Work order ::
Write out every line below that contains "excluded".

Items from a data source ::
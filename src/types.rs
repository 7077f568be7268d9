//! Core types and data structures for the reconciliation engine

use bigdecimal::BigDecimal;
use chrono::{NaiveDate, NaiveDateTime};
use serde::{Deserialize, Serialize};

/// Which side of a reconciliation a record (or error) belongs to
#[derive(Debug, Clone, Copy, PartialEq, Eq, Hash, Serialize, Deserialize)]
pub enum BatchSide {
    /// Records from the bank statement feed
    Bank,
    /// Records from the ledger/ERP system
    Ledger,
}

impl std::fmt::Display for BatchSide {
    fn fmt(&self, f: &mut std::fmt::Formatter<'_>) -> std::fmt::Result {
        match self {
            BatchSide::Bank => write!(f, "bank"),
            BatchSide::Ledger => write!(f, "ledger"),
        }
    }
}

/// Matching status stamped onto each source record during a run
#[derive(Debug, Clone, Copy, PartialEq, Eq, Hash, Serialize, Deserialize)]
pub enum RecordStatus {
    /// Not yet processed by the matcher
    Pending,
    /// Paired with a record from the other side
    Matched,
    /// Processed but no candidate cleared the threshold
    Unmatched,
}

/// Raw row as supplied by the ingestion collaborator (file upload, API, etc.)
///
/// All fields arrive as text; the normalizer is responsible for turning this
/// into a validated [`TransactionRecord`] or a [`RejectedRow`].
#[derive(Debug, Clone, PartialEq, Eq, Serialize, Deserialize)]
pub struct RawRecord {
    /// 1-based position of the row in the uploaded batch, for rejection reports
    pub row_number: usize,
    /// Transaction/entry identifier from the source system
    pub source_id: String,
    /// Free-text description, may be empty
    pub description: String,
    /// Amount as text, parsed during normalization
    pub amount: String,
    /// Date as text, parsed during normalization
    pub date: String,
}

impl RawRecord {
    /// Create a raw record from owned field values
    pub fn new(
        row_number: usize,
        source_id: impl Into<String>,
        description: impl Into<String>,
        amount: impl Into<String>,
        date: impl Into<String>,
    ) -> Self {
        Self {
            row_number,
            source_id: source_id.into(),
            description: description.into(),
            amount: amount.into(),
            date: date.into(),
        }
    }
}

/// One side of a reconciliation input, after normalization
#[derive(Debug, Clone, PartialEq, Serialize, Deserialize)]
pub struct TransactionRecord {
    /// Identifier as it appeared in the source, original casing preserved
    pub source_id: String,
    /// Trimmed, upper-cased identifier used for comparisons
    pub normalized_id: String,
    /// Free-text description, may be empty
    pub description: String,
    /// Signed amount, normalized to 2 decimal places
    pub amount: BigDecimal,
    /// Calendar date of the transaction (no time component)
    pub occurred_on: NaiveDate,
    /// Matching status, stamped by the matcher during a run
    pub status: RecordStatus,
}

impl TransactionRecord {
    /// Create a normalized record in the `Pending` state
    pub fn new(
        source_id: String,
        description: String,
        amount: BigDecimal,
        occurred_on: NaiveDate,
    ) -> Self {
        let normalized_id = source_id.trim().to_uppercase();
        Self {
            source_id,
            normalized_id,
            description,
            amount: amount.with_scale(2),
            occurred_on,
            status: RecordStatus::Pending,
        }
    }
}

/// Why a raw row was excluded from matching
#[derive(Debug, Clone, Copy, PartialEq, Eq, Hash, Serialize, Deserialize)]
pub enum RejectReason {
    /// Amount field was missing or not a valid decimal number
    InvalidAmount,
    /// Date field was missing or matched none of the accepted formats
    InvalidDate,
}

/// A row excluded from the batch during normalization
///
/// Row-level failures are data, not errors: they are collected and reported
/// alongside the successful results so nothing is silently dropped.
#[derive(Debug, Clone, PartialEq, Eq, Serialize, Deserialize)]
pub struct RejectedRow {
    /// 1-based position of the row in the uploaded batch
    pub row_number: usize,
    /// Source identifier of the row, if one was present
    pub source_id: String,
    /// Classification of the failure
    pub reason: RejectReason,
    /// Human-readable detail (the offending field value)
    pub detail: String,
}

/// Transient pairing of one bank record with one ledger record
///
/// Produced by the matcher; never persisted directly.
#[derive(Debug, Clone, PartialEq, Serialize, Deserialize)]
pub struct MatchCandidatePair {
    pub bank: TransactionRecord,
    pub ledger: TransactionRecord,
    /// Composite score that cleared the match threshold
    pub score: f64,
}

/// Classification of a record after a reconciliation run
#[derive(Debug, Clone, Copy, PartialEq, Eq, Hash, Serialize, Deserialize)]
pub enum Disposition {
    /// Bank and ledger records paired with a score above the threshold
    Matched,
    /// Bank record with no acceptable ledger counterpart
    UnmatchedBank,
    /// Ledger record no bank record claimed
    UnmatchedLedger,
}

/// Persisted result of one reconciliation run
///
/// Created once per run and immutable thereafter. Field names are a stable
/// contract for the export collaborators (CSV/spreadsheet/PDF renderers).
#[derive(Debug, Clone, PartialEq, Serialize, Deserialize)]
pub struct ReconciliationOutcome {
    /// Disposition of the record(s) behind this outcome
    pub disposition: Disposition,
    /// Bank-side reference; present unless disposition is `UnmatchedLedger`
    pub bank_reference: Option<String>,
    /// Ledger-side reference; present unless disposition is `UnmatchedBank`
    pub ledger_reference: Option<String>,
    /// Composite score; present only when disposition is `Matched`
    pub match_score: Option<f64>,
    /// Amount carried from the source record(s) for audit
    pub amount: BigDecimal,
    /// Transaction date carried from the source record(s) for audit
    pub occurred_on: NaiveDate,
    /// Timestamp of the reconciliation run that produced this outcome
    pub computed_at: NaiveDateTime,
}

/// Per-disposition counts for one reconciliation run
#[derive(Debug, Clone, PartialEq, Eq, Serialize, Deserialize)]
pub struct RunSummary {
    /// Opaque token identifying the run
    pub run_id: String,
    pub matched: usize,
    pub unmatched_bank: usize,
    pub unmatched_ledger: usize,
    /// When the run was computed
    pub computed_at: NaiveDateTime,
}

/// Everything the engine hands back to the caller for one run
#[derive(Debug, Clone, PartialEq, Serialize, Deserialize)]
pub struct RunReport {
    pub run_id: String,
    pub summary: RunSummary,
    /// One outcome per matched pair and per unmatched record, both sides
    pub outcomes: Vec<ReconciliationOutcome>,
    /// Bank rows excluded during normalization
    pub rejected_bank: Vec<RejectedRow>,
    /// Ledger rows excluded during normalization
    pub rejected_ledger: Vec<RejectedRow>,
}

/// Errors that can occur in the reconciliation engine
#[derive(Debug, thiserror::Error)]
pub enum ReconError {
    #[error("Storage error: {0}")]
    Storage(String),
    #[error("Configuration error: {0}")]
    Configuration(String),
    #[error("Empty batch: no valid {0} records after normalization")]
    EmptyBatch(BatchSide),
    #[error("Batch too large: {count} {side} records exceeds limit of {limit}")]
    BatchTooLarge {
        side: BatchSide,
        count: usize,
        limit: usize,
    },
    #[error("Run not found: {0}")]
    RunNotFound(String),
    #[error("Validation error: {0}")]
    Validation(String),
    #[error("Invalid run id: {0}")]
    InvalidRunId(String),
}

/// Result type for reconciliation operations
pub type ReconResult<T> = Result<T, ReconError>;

Output ::
/// Why a raw row was excluded from matching
/// A row excluded from the batch during normalization
    /// Bank rows excluded during normalization
    /// Ledger rows excluded during normalization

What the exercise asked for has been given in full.